* **Recorded information**:
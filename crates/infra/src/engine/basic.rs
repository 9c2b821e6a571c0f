//! Direct purchases, manual outflows and adjustments, supplier registration
//! and stock reads. These flows never touch reservations or transfers and
//! always work on the default warehouse line of a product.

use chrono::Utc;
use serde::{Deserialize, Serialize};
use tracing::{info, instrument};

use stockledger_core::{
    Decimal, InventoryError, InventoryResult, ProductId, UserId, ensure_positive,
};
use stockledger_inventory::{MovementEntry, MovementKind, StockDelta, StockKey, StockLine};
use stockledger_parties::{RegisterSupplier, SupplierUpsert, TaxId, resolve_registration};
use stockledger_products::Product;
use stockledger_purchasing::{Purchase, PurchaseReceipt, RegisterPurchase};

use super::{InventoryCore, record_movement, require_product};
use crate::store::{InventoryStore, InventoryTx};

#[derive(Debug, Clone, PartialEq, Eq, Serialize, Deserialize)]
pub struct RegisterOutflow {
    pub product_id: ProductId,
    pub quantity: Decimal,
    pub reference: Option<String>,
    pub actor: UserId,
}

#[derive(Debug, Clone, PartialEq, Eq, Serialize, Deserialize)]
pub struct RegisterAdjustment {
    pub product_id: ProductId,
    pub quantity: Decimal,
    pub reason: String,
    /// `true` adds to `available`, `false` removes from it.
    pub increment: bool,
    pub actor: UserId,
}

/// Stock read for one product: its default line plus the newest ledger
/// entries. Decimals serialize as exact strings.
#[derive(Debug, Clone, PartialEq, Eq, Serialize, Deserialize)]
pub struct StockSnapshot {
    pub product: Product,
    pub line: StockLine,
    pub recent_movements: Vec<MovementEntry>,
}

impl<S: InventoryStore> InventoryCore<S> {
    fn default_key(&self, product_id: ProductId) -> StockKey {
        StockKey::new(product_id, self.settings.default_warehouse_id)
    }

    /// Receive goods from a supplier: one INGRESO per line, costs blended
    /// into each line's weighted average.
    #[instrument(
        skip(self, cmd),
        fields(supplier_id = %cmd.supplier_id, lines = cmd.lines.len()),
        err
    )]
    pub async fn register_purchase(&self, cmd: RegisterPurchase) -> InventoryResult<PurchaseReceipt> {
        let now = Utc::now();
        let purchase = Purchase::draft(&cmd, now)?;

        let mut tx = self.store.begin().await?;
        match tx.supplier(purchase.supplier_id).await? {
            Some(supplier) if supplier.can_transact() => {}
            _ => return Err(InventoryError::SupplierNotFound(purchase.supplier_id)),
        }
        for line in &purchase.lines {
            require_product(&mut tx, line.product_id).await?;
        }

        // Lock lines in key order so concurrent purchases cannot deadlock.
        let mut lines: Vec<_> = purchase
            .lines
            .iter()
            .map(|line| (self.default_key(line.product_id), line))
            .collect();
        lines.sort_by_key(|(key, _)| *key);

        let reference = purchase.movement_reference();
        for (key, line) in lines {
            let entry = MovementEntry::new(MovementKind::Inbound, key, line.quantity, cmd.actor, now)
                .with_unit_cost(line.unit_cost)
                .with_reference(reference.as_str());
            record_movement(
                &mut tx,
                StockDelta::inbound(line.quantity, Some(line.unit_cost)),
                &entry,
            )
            .await?;
        }
        tx.insert_purchase(&purchase).await?;
        tx.commit().await?;

        let receipt = purchase.receipt();
        info!(purchase_id = %receipt.purchase_id, total = %receipt.total, "purchase registered");
        self.record_audit(
            cmd.actor,
            "PURCHASE_REGISTER",
            format!(
                "purchase {} from supplier {}: {} line(s), total {}",
                receipt.purchase_id, purchase.supplier_id, receipt.line_count, receipt.total
            ),
            "purchases",
        );
        Ok(receipt)
    }

    /// Manual stock-out (SALIDA) from the default warehouse.
    #[instrument(skip(self, cmd), fields(product_id = %cmd.product_id, quantity = %cmd.quantity), err)]
    pub async fn register_outflow(&self, cmd: RegisterOutflow) -> InventoryResult<StockLine> {
        let now = Utc::now();
        let quantity = ensure_positive(cmd.quantity)?;

        let mut tx = self.store.begin().await?;
        require_product(&mut tx, cmd.product_id).await?;
        let mut entry = MovementEntry::new(
            MovementKind::Outbound,
            self.default_key(cmd.product_id),
            quantity,
            cmd.actor,
            now,
        );
        if let Some(reference) = cmd.reference.as_deref().map(str::trim).filter(|r| !r.is_empty()) {
            entry = entry.with_reference(reference);
        }
        let line = record_movement(&mut tx, StockDelta::outbound(quantity), &entry).await?;
        tx.commit().await?;

        info!(available = %line.available, "outflow registered");
        self.record_audit(
            cmd.actor,
            "STOCK_OUTFLOW",
            format!("outflow of {quantity} for product {}", cmd.product_id),
            "stock_movements",
        );
        Ok(line)
    }

    /// Manual correction (AJUSTE). A reason is mandatory.
    #[instrument(
        skip(self, cmd),
        fields(product_id = %cmd.product_id, quantity = %cmd.quantity, increment = cmd.increment),
        err
    )]
    pub async fn register_adjustment(&self, cmd: RegisterAdjustment) -> InventoryResult<StockLine> {
        let now = Utc::now();
        let reason = cmd.reason.trim();
        if reason.is_empty() {
            return Err(InventoryError::MissingAdjustmentReason);
        }
        let quantity = ensure_positive(cmd.quantity)?;

        let mut tx = self.store.begin().await?;
        require_product(&mut tx, cmd.product_id).await?;
        let entry = MovementEntry::adjustment(
            self.default_key(cmd.product_id),
            quantity,
            cmd.increment,
            cmd.actor,
            now,
        )
        .with_reference(reason);
        let delta = if cmd.increment {
            StockDelta::inbound(quantity, None)
        } else {
            StockDelta::outbound(quantity)
        };
        let line = record_movement(&mut tx, delta, &entry).await?;
        tx.commit().await?;

        info!(available = %line.available, "adjustment registered");
        self.record_audit(
            cmd.actor,
            "STOCK_ADJUSTMENT",
            format!(
                "adjustment {}{quantity} for product {}: {reason}",
                if cmd.increment { "+" } else { "-" },
                cmd.product_id
            ),
            "stock_movements",
        );
        Ok(line)
    }

    /// Create or update a supplier keyed by tax id.
    #[instrument(skip(self, cmd), fields(tax_id = %cmd.tax_id), err)]
    pub async fn register_supplier(&self, cmd: RegisterSupplier) -> InventoryResult<SupplierUpsert> {
        let now = Utc::now();
        let tax_id = TaxId::parse(&cmd.tax_id)?;

        let mut tx = self.store.begin().await?;
        let by_tax_id = tx.supplier_by_tax_id(&tax_id).await?;
        let by_id = match cmd.supplier_id {
            Some(id) => tx.supplier(id).await?,
            None => None,
        };
        let upsert = resolve_registration(&cmd, by_tax_id, by_id, now)?;
        tx.put_supplier(upsert.supplier()).await?;
        tx.commit().await?;

        let (action, verb) = match &upsert {
            SupplierUpsert::Created(_) => ("SUPPLIER_CREATE", "registered"),
            SupplierUpsert::Updated(_) => ("SUPPLIER_UPDATE", "updated"),
        };
        let supplier = upsert.supplier();
        info!(supplier_id = %supplier.id, "supplier {verb}");
        self.record_audit(
            cmd.actor,
            action,
            format!("supplier {} ({}) {verb}", supplier.name, supplier.tax_id),
            "suppliers",
        );
        Ok(upsert)
    }

    /// Default-warehouse line of a product (zero line if never stocked) and
    /// its newest movements.
    #[instrument(skip(self), fields(product_id = %product_id), err)]
    pub async fn get_stock(&self, product_id: ProductId) -> InventoryResult<StockSnapshot> {
        let key = self.default_key(product_id);
        let mut tx = self.store.begin().await?;
        let product = require_product(&mut tx, product_id).await?;
        let line = tx
            .stock_line(&key)
            .await?
            .unwrap_or_else(|| StockLine::empty(key));
        let recent_movements = tx
            .recent_movements(product_id, self.settings.recent_movements_limit)
            .await?;
        tx.rollback().await?;

        Ok(StockSnapshot {
            product,
            line,
            recent_movements,
        })
    }
}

* **What this task involves**: Please reproduce the lines from the line with "pub async fn register_purchase(&self, cmd: RegisterPurchase)" to the line with "line.quantity, cmd.actor, now)", both ends included, exactly as they appear above.

* **Exercise result**:
    pub async fn register_purchase(&self, cmd: RegisterPurchase) -> InventoryResult<PurchaseReceipt> {
        let now = Utc::now();
        let purchase = Purchase::draft(&cmd, now)?;

        let mut tx = self.store.begin().await?;
        match tx.supplier(purchase.supplier_id).await? {
            Some(supplier) if supplier.can_transact() => {}
            _ => return Err(InventoryError::SupplierNotFound(purchase.supplier_id)),
        }
        for line in &purchase.lines {
            require_product(&mut tx, line.product_id).await?;
        }

        // Lock lines in key order so concurrent purchases cannot deadlock.
        let mut lines: Vec<_> = purchase
            .lines
            .iter()
            .map(|line| (self.default_key(line.product_id), line))
            .collect();
        lines.sort_by_key(|(key, _)| *key);

        let reference = purchase.movement_reference();
        for (key, line) in lines {
            let entry = MovementEntry::new(MovementKind::Inbound, key, line.quantity, cmd.actor, now)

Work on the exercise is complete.